Mohon tunggu...
Ikhwan Mansyur Situmeang
Ikhwan Mansyur Situmeang Mohon Tunggu... -

Staf Pusat Data dan Informasi Dewan Perwakilan Daerah Republik Indonesia

Selanjutnya

Tutup

Humaniora

Mundardjito: “Tinggalan Budaya adalah KTP Kita”

3 Mei 2012   02:23 Diperbarui: 25 Juni 2015   05:48 180
+
Laporkan Konten
Laporkan Akun
Kompasiana adalah platform blog. Konten ini menjadi tanggung jawab bloger dan tidak mewakili pandangan redaksi Kompas.
Lihat foto
Humaniora. Sumber ilustrasi: PEXELS/San Fermin Pamplona

Bagi pencinta sejarah dan kesejarahan, profesor arkeologi Fakultas Ilmu Pengetahuan Budaya Universitas Indonesia (UI) Mundardjito bukan lagi nama yang asing. Dialah Bapak Arkeologi Indonesia. Ketekunan dan konsistensinya menggali situs sejarah dan menjaga kelestariannya sangat layak dipuji, seperti bagaimana ia mengamankan situs Majapahit di Trowulan, Mojokerto, Jawa Timur.

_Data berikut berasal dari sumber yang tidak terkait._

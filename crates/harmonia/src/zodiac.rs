//! Zodiac signs and whole-sign houses.

use crate::angular::normalize;
use serde::{Deserialize, Serialize};
use std::fmt;

#[derive(Debug, Clone, Copy, PartialEq, Eq, Hash, Serialize, Deserialize)]
#[serde(rename_all = "lowercase")]
pub enum ZodiacSign {
    Aries,
    Taurus,
    Gemini,
    Cancer,
    Leo,
    Virgo,
    Libra,
    Scorpio,
    Sagittarius,
    Capricorn,
    Aquarius,
    Pisces,
}

const SIGN_ORDER: [ZodiacSign; 12] = [
    ZodiacSign::Aries,
    ZodiacSign::Taurus,
    ZodiacSign::Gemini,
    ZodiacSign::Cancer,
    ZodiacSign::Leo,
    ZodiacSign::Virgo,
    ZodiacSign::Libra,
    ZodiacSign::Scorpio,
    ZodiacSign::Sagittarius,
    ZodiacSign::Capricorn,
    ZodiacSign::Aquarius,
    ZodiacSign::Pisces,
];

impl ZodiacSign {
    pub fn from_longitude(longitude: f64) -> Self {
        SIGN_ORDER[sign_index(longitude)]
    }

    pub fn index(self) -> usize {
        self as usize
    }

    pub fn name(self) -> &'static str {
        match self {
            ZodiacSign::Aries => "Aries",
            ZodiacSign::Taurus => "Taurus",
            ZodiacSign::Gemini => "Gemini",
            ZodiacSign::Cancer => "Cancer",
            ZodiacSign::Leo => "Leo",
            ZodiacSign::Virgo => "Virgo",
            ZodiacSign::Libra => "Libra",
            ZodiacSign::Scorpio => "Scorpio",
            ZodiacSign::Sagittarius => "Sagittarius",
            ZodiacSign::Capricorn => "Capricorn",
            ZodiacSign::Aquarius => "Aquarius",
            ZodiacSign::Pisces => "Pisces",
        }
    }
}

impl fmt::Display for ZodiacSign {
    fn fmt(&self, f: &mut fmt::Formatter<'_>) -> fmt::Result {
        write!(f, "{}", self.name())
    }
}

/// Sign index (0 = Aries .. 11 = Pisces) for a longitude.
pub fn sign_index(longitude: f64) -> usize {
    ((normalize(longitude) / 30.0) as usize).min(11)
}

/// Whole-sign house (1..=12) of `longitude` for a chart rising at `ascendant`.
pub fn whole_sign_house(longitude: f64, ascendant: f64) -> u8 {
    let offset = (sign_index(longitude) + 12 - sign_index(ascendant)) % 12;
    offset as u8 + 1
}

/// Degrees travelled into the current sign (and so the current whole-sign house), in [0, 30).
pub fn house_position(longitude: f64) -> f64 {
    normalize(longitude) % 30.0
}

#[cfg(test)]
mod tests {
    use super::*;

    #[test]
    fn test_sign_from_longitude() {
        assert_eq!(ZodiacSign::from_longitude(0.0), ZodiacSign::Aries);
        assert_eq!(ZodiacSign::from_longitude(29.999), ZodiacSign::Aries);
        assert_eq!(ZodiacSign::from_longitude(30.0), ZodiacSign::Taurus);
        assert_eq!(ZodiacSign::from_longitude(359.9), ZodiacSign::Pisces);
        assert_eq!(ZodiacSign::from_longitude(-1.0), ZodiacSign::Pisces);
    }

    #[test]
    fn test_whole_sign_house() {
        // Ascendant in Leo: Leo is the 1st house, Aries the 9th
        assert_eq!(whole_sign_house(125.0, 130.0), 1);
        assert_eq!(whole_sign_house(5.0, 130.0), 9);
        assert_eq!(whole_sign_house(100.0, 130.0), 12);
        // Ascendant in Aries: houses follow signs
        for i in 0..12 {
            assert_eq!(whole_sign_house(i as f64 * 30.0 + 1.0, 0.0), i as u8 + 1);
        }
    }

    #[test]
    fn test_house_position() {
        assert_eq!(house_position(45.0), 15.0);
        assert_eq!(house_position(30.0), 0.0);
        assert!((house_position(359.5) - 29.5).abs() < 1e-9);
    }
}
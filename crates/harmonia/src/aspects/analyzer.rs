use crate::angular::angular_distance;
use crate::aspects::types::{Aspect, AspectNature, AspectType};
use crate::body::CelestialBody;
use crate::ephemeris::types::Position;

/// Aspect detection and scoring.
///
/// Detection is first-match within each tier: major aspects are tried in
/// [`AspectType::MAJOR`] order with an 8° orb, then minors in
/// [`AspectType::MINOR`] order with a 3° orb.
#[derive(Debug, Clone, Copy, Default)]
pub struct AspectAnalyzer;

impl AspectAnalyzer {
    pub fn new() -> Self {
        Self
    }

    /// Classify the relationship between two longitudes, if any.
    pub fn detect_aspect(
        &self,
        lon_a: f64,
        lon_b: f64,
        body_a: CelestialBody,
        body_b: CelestialBody,
    ) -> Option<Aspect> {
        let distance = angular_distance(lon_a, lon_b);

        let (aspect_type, orb) = first_match(distance, &AspectType::MAJOR)
            .or_else(|| first_match(distance, &AspectType::MINOR))?;

        let nature = aspect_type
            .fixed_nature()
            .unwrap_or_else(|| conjunction_nature(body_a, body_b));

        Some(Aspect {
            body_a,
            body_b,
            aspect_type,
            orb,
            nature,
            tier: aspect_type.tier(),
        })
    }

    /// Every aspect between a body of `set_a` and a body of `set_b`.
    ///
    /// The full cross product is examined, including a body against its own
    /// counterpart in the other set.
    pub fn detect_all(&self, set_a: &[Position], set_b: &[Position]) -> Vec<Aspect> {
        let mut aspects = Vec::new();
        for a in set_a {
            for b in set_b {
                if let Some(aspect) = self.detect_aspect(a.longitude, b.longitude, a.body, b.body) {
                    aspects.push(aspect);
                }
            }
        }
        log::debug!(
            "Detected {} aspects across {}x{} positions",
            aspects.len(),
            set_a.len(),
            set_b.len()
        );
        aspects
    }

    /// Aspects among the unique pairs of a single position set.
    pub fn detect_within(&self, positions: &[Position]) -> Vec<Aspect> {
        let mut aspects = Vec::new();
        for i in 0..positions.len() {
            for j in (i + 1)..positions.len() {
                let (a, b) = (&positions[i], &positions[j]);
                if let Some(aspect) = self.detect_aspect(a.longitude, b.longitude, a.body, b.body) {
                    aspects.push(aspect);
                }
            }
        }
        aspects
    }

    pub fn score_aspect(&self, aspect: &Aspect) -> f64 {
        score_aspect(aspect)
    }
}

fn first_match(distance: f64, candidates: &[AspectType]) -> Option<(AspectType, f64)> {
    candidates.iter().find_map(|&aspect_type| {
        let orb = (distance - aspect_type.angle()).abs();
        (orb <= aspect_type.max_orb()).then_some((aspect_type, orb))
    })
}

/// Nature of a conjunction from the bodies involved. A benefic outranks a malefic.
pub fn conjunction_nature(a: CelestialBody, b: CelestialBody) -> AspectNature {
    if a.is_benefic() || b.is_benefic() {
        AspectNature::Harmonious
    } else if a.is_malefic() || b.is_malefic() {
        AspectNature::Challenging
    } else {
        AspectNature::Neutral
    }
}

/// Non-negative prioritisation score.
///
/// Challenging aspects still score above zero; they carry weight as growth
/// material rather than as a penalty.
pub fn score_aspect(aspect: &Aspect) -> f64 {
    let base = match aspect.aspect_type {
        AspectType::Trine | AspectType::Sextile => 5.0,
        AspectType::Conjunction => match aspect.nature {
            AspectNature::Harmonious => 7.0,
            AspectNature::Challenging => 2.0,
            AspectNature::Neutral => 4.0,
        },
        AspectType::Square | AspectType::Opposition => 2.5,
        _ => 1.5,
    };
    let max_orb = aspect.tier.max_orb();
    let orb_factor = 1.0 - (aspect.orb.min(max_orb) / max_orb) * 0.5;
    let avg_weight = (aspect.body_a.weight() + aspect.body_b.weight()) / 2.0;
    base * orb_factor * avg_weight
}
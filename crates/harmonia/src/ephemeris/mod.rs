pub mod adapter;
pub mod provider;
pub mod types;

pub use adapter::SwissEphemerisAdapter;
pub use provider::{parse_moment, positions_at, AscendantProvider, EphemerisProvider};
pub use types::{GeoLocation, Position};
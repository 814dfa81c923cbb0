//! Contracts the core needs from an astronomical backend.

use crate::body::CelestialBody;
use crate::ephemeris::types::{GeoLocation, Position};
use crate::error::{HarmoniaError, Result};
use chrono::{DateTime, Utc};

/// Supplies geocentric body positions for a moment.
///
/// Implementations must return longitudes normalised to [0, 360) and report
/// failures as [`HarmoniaError::EphemerisUnavailable`]; callers do not retry.
pub trait EphemerisProvider {
    fn position(&self, moment: DateTime<Utc>, body: CelestialBody) -> Result<Position>;
}

/// Supplies the rising ecliptic longitude for a moment and place.
pub trait AscendantProvider {
    fn ascendant(&self, moment: DateTime<Utc>, location: GeoLocation) -> Result<f64>;
}

impl<P: EphemerisProvider + ?Sized> EphemerisProvider for &P {
    fn position(&self, moment: DateTime<Utc>, body: CelestialBody) -> Result<Position> {
        (**self).position(moment, body)
    }
}

impl<P: AscendantProvider + ?Sized> AscendantProvider for &P {
    fn ascendant(&self, moment: DateTime<Utc>, location: GeoLocation) -> Result<f64> {
        (**self).ascendant(moment, location)
    }
}

/// Fetch and validate all ten positions for `moment`, ordered as [`CelestialBody::ALL`].
pub fn positions_at<P: EphemerisProvider + ?Sized>(
    provider: &P,
    moment: DateTime<Utc>,
) -> Result<Vec<Position>> {
    CelestialBody::ALL
        .iter()
        .map(|&body| {
            let position = provider.position(moment, body)?;
            position.validate_for(body)?;
            Ok(position)
        })
        .collect()
}

/// Parse an RFC 3339 timestamp into UTC.
pub fn parse_moment(text: &str) -> Result<DateTime<Utc>> {
    DateTime::parse_from_rfc3339(text.trim())
        .map(|dt| dt.with_timezone(&Utc))
        .map_err(|e| HarmoniaError::InvalidMoment {
            moment: text.to_string(),
            message: e.to_string(),
        })
}
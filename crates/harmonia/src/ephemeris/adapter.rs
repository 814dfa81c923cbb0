use crate::angular::normalize;
use crate::body::CelestialBody;
use crate::ephemeris::provider::{AscendantProvider, EphemerisProvider};
use crate::ephemeris::types::{GeoLocation, Position};
use crate::error::{HarmoniaError, Result};
use chrono::{DateTime, Datelike, Timelike, Utc};
use std::env;
use std::path::{Path, PathBuf};
use swisseph::swe::{calc_ut, houses_ex, julday};

// FLG_SWIEPH | FLG_SPEED
const CALC_FLAGS: i32 = 2 | 256;

/// Whole-sign house system code
const WHOLE_SIGN: u8 = b'W';

/// Years covered by the bundled Swiss Ephemeris files
const SUPPORTED_YEARS: std::ops::RangeInclusive<i32> = -3000..=3000;

const DEFAULT_EPHEMERIS_PATH: &str = "/usr/local/share/swisseph";

/// Swiss Ephemeris adapter implementing both provider contracts.
pub struct SwissEphemerisAdapter {
    ephemeris_path: PathBuf,
}

impl SwissEphemerisAdapter {
    /// Create a new adapter with optional ephemeris path.
    ///
    /// Falls back to `SWISS_EPHEMERIS_PATH`, then `/usr/local/share/swisseph`.
    pub fn new(ephemeris_path: Option<PathBuf>) -> Result<Self> {
        let path = ephemeris_path.unwrap_or_else(|| {
            env::var("SWISS_EPHEMERIS_PATH")
                .map(PathBuf::from)
                .unwrap_or_else(|_| PathBuf::from(DEFAULT_EPHEMERIS_PATH))
        });

        if !path.exists() {
            return Err(HarmoniaError::EphemerisUnavailable {
                body: "*".to_string(),
                message: format!(
                    "ephemeris path {} does not exist; install the Swiss Ephemeris data files",
                    path.display()
                ),
            });
        }

        log::info!("Swiss Ephemeris adapter using {}", path.display());
        Ok(Self {
            ephemeris_path: path,
        })
    }

    pub fn ephemeris_path(&self) -> &Path {
        &self.ephemeris_path
    }
}

impl EphemerisProvider for SwissEphemerisAdapter {
    fn position(&self, moment: DateTime<Utc>, body: CelestialBody) -> Result<Position> {
        let jd = datetime_to_julian_day(moment)?;

        let result = calc_ut(jd, body.swe_id() as u32, CALC_FLAGS as u32).map_err(|e| {
            HarmoniaError::EphemerisUnavailable {
                body: body.to_string(),
                message: format!("Swiss Ephemeris error at {}: {}", moment, e),
            }
        })?;

        let out = result.out;
        if out.iter().take(4).any(|v| !v.is_finite()) {
            log::warn!("Swiss Ephemeris returned non-finite output for {} at {}", body, moment);
            return Err(HarmoniaError::EphemerisUnavailable {
                body: body.to_string(),
                message: "non-finite output".to_string(),
            });
        }

        Ok(Position {
            body,
            longitude: normalize(out[0]),
            latitude: out[1],
            distance_au: out[2],
            daily_speed: out[3],
        })
    }
}

impl AscendantProvider for SwissEphemerisAdapter {
    fn ascendant(&self, moment: DateTime<Utc>, location: GeoLocation) -> Result<f64> {
        location.validate()?;
        let jd = datetime_to_julian_day(moment)?;

        use swisseph::AscMc;
        let (_cusps, angles) =
            houses_ex(jd, CALC_FLAGS, location.lat, location.lon, WHOLE_SIGN as i32);
        let ascendant = AscMc::from_array(angles).ascendant;

        if !ascendant.is_finite() {
            return Err(HarmoniaError::EphemerisUnavailable {
                body: "Ascendant".to_string(),
                message: format!("non-finite ascendant at {}", moment),
            });
        }
        Ok(normalize(ascendant))
    }
}

/// Convert UTC datetime to Julian Day
fn datetime_to_julian_day(dt: DateTime<Utc>) -> Result<f64> {
    let year = dt.year();
    if !SUPPORTED_YEARS.contains(&year) {
        return Err(HarmoniaError::InvalidMoment {
            moment: dt.to_rfc3339(),
            message: format!(
                "year {} outside supported range {}..={}",
                year,
                SUPPORTED_YEARS.start(),
                SUPPORTED_YEARS.end()
            ),
        });
    }
    let hour_decimal = dt.hour() as f64
        + dt.minute() as f64 / 60.0
        + (dt.second() as f64 + dt.nanosecond() as f64 / 1e9) / 3600.0;

    // GREG_CAL = 1
    Ok(julday(year, dt.month() as i32, dt.day() as i32, hour_decimal, 1))
}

Arkeolog terpaksa turun gunung saat di dunia sekitar seribu situs dalam satu tahun terkena hantam atas nama pembangunan ekonomi. Mereka mengamankannya supaya kita bisa menulis sejarah dengan betul, karena satu kesamaan antara Acropolis di Yunani, Pompeii di Italia, dan Angkor Wat di Kamboja, yakni jati diri bangsa. Begitu pun situs Majapahit.

Selain bukti kejayaan di masa lalu, warisan budaya tersebut menjadi obyek wisata yang digadang-gadangkan ke pelancong mancanegara. Tak mengherankan kalau Pemerintah Yunani, Italia, dan Kamboja merawat dan melindungi tinggalan atau warisan budayanya.

“Situs tidak hanya untuk kepentingan akademik yang memperkaya khasanah ilmu pengetahuan, juga untuk memperkokoh jati diri kita sebagai bangsa. Tinggalan budaya kita yang beragam, istimewa, unik, yang tidak ada di Singapura, Malaysia, atau negara mana pun. Itu adalah KTP (Kartu Tanda Penduduk) kita. Trowulan KTP kita, Sangiran KTP kita, Borobudur KTP kita,” Mundardjito menegaskannya saat Rapat Dengar Pendapat (RDP) Komite III Dewan Perwakilan Daerah (DPD) di Ruangan Komite III DPD Kompleks Parlemen, Senayan, Jakarta, Senin (19/7/2010).

“Waktu Belanda ke sini, mereka melihat budaya kita yang hebat. Itulah yang harus dirawat dan dilindungi,” ia menyambung di acara yang dipimpin Ketua Komite III DPD Sulistiyo (Jawa Tengah) dan menghadirkan Ketua Jurusan Arkeologi Fakultas Ilmu Budaya Universitas Gadjah Mada (FIB UGM) Inayati Adrisiyanti. Agendanya, membahas Rancangan Undang-Undang (RUU) Cagar Budaya.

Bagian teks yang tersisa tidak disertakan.